Pepco Holdings Inc.’s (PHI) proposal to build a 230-mile interstate power line to enhance electric reliability in one of the most transmission-congested regions of the country was recommended for construction today by the staff of PJM Interconnection, the independent operator of the mid-Atlantic power grid.
The staff’s recommendation is a key step in the process leading to final consideration by PJM’s Board of Managers in October. The board’s approval to include the high-voltage line in its regional transmission expansion plan would allow PHI to begin an extensive multi-state permitting and environmental review process that must be completed prior to construction.
The 500-kV line, designated as the Mid-Atlantic Power Pathway (MAPP), would connect northern Virginia to New Jersey through Maryland and the Delmarva Peninsula, providing PHI’s 1.9 million customers access to more affordable power-generation sources. Most of the line will be sited within or adjacent to existing transmission right-of-way.
“We must expand our ability to transport power now if we want to meet the rising electricity demands that threaten to overwhelm our system in the future without these upgrades,” said William Gausman, PHI Vice President and MAPP project manager. “During the recent heat wave, transmission lines in the Baltimore-Washington corridor, throughout the Delmarva Peninsula and into Southern New Jersey approached their limits as customer usage peaked. Today we can handle this kind of demand; we want to build this line to make sure we can continue to meet our customers’ needs 10 years from now.”
Gausman said customer demand for power during peak usage times in PHI’s four-state service area alone is projected to increase by nearly 20 percent over the next decade. “Only through a combination of energy conservation, environmentally responsible new generation and a more robust transmission system can we avoid blackouts that federal energy regulators predict could affect this area within several years,” he added.
No major interstate transmission line has been built in the mid-Atlantic region in the last 25 years despite significant growth of the population and an economy that produces 18 percent of America’s Gross National Product.
In 2006, the U.S. Department of Energy identified Southern California and the region from New York to northern Virginia as the two most constricted transmission areas in the country. The Department described the regions urgent need for new transmission and generating facilities, and additional energy conservation measures “to protect grid reliability and ensure the area’s economic vitality.”
The MAPP line is expected to cost $1.05 billion and would be built in stages over several years. PHI would add significant 230-kV support lines on the Delmarva Peninsula and in southern New Jersey to connect with the new 500-kV line, bringing the total cost to $1.2 billion. The 230-kV lines are still being evaluated by PJM, which operates the regional transmission system in 13 states and the District of Columbia.

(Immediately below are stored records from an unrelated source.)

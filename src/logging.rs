//! Structured logging
//!
//! Two sinks: a human-readable layer on stderr (which the detached server's
//! `proxy.log` captures) and a JSON-lines layer appending one object per
//! line to the structured log file. The file is opened with `O_APPEND` so
//! concurrent writers cannot interleave inside a single record.
//!
//! Each JSON line carries `ts`, `level`, `msg`, and every field recorded on
//! the event (`component`, `req_id`, `model`, `upstream`, `status`,
//! `duration_ms`, `body_excerpt`, `error_code`, ...), flattened at the top
//! level.

use anyhow::{Context as AnyhowContext, Result};
use serde_json::{json, Map, Value};
use std::fs;
use std::io::Write;
use std::sync::Mutex;
use tracing::{Event, Subscriber};
use tracing_subscriber::layer::{Context, Layer, SubscriberExt};
use tracing_subscriber::util::SubscriberInitExt;
use tracing_subscriber::EnvFilter;

use crate::config::Config;

/// Tracing layer that writes one JSON object per event.
pub struct JsonLinesLayer<W: Write + Send + 'static> {
    writer: Mutex<W>,
}

impl<W: Write + Send + 'static> JsonLinesLayer<W> {
    pub fn new(writer: W) -> Self {
        Self {
            writer: Mutex::new(writer),
        }
    }
}

impl<S, W> Layer<S> for JsonLinesLayer<W>
where
    S: Subscriber,
    W: Write + Send + 'static,
{
    fn on_event(&self, event: &Event<'_>, _ctx: Context<'_, S>) {
        let mut fields = Map::new();
        let mut visitor = JsonVisitor(&mut fields);
        event.record(&mut visitor);

        let msg = fields
            .remove("message")
            .and_then(|v| v.as_str().map(String::from))
            .unwrap_or_default();

        let mut record = Map::new();
        record.insert("ts".to_string(), json!(chrono::Utc::now().to_rfc3339()));
        record.insert(
            "level".to_string(),
            json!(event.metadata().level().to_string().to_lowercase()),
        );
        record.insert("msg".to_string(), json!(msg));
        for (key, value) in fields {
            record.insert(key, value);
        }

        if let Ok(mut writer) = self.writer.lock() {
            let _ = writeln!(writer, "{}", Value::Object(record));
        }
    }
}

struct JsonVisitor<'a>(&'a mut Map<String, Value>);

impl tracing::field::Visit for JsonVisitor<'_> {
    fn record_debug(&mut self, field: &tracing::field::Field, value: &dyn std::fmt::Debug) {
        self.0
            .insert(field.name().to_string(), json!(format!("{:?}", value)));
    }

    fn record_str(&mut self, field: &tracing::field::Field, value: &str) {
        self.0.insert(field.name().to_string(), json!(value));
    }

    fn record_i64(&mut self, field: &tracing::field::Field, value: i64) {
        self.0.insert(field.name().to_string(), json!(value));
    }

    fn record_u64(&mut self, field: &tracing::field::Field, value: u64) {
        self.0.insert(field.name().to_string(), json!(value));
    }

    fn record_bool(&mut self, field: &tracing::field::Field, value: bool) {
        self.0.insert(field.name().to_string(), json!(value));
    }
}

/// Initialize the global subscriber: env-filter from `CC_GLM_LOG` (falling
/// back to the configured level), stderr for humans, JSON lines to the
/// structured log file.
pub fn init_logging(config: &Config) -> Result<()> {
    let filter = EnvFilter::try_from_env("CC_GLM_LOG")
        .unwrap_or_else(|_| EnvFilter::new(config.logging.level.as_str()));

    let log_path = config.structured_log_path();
    if let Some(parent) = log_path.parent() {
        fs::create_dir_all(parent)
            .with_context(|| format!("failed to create log dir {}", parent.display()))?;
    }
    let file = fs::OpenOptions::new()
        .create(true)
        .append(true)
        .open(&log_path)
        .with_context(|| format!("failed to open log file {}", log_path.display()))?;

    tracing_subscriber::registry()
        .with(filter)
        .with(
            tracing_subscriber::fmt::layer()
                .with_writer(std::io::stderr)
                .with_target(false),
        )
        .with(JsonLinesLayer::new(file))
        .init();

    Ok(())
}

The MAPP is designed as a high-voltage, backbone transmission system that will enhance reliability and increase access to renewable and other diverse, less expensive generation resources during periods of high consumption. Congestion on the existing transmission system limits access to more distant and economic electricity during these periods, forcing reliance on much higher-cost generation sources located close to large population centers. Studies show MAPP will reduce congestion charges that now cost retail customers tens of millions of dollars annually in PJM’s eastern region.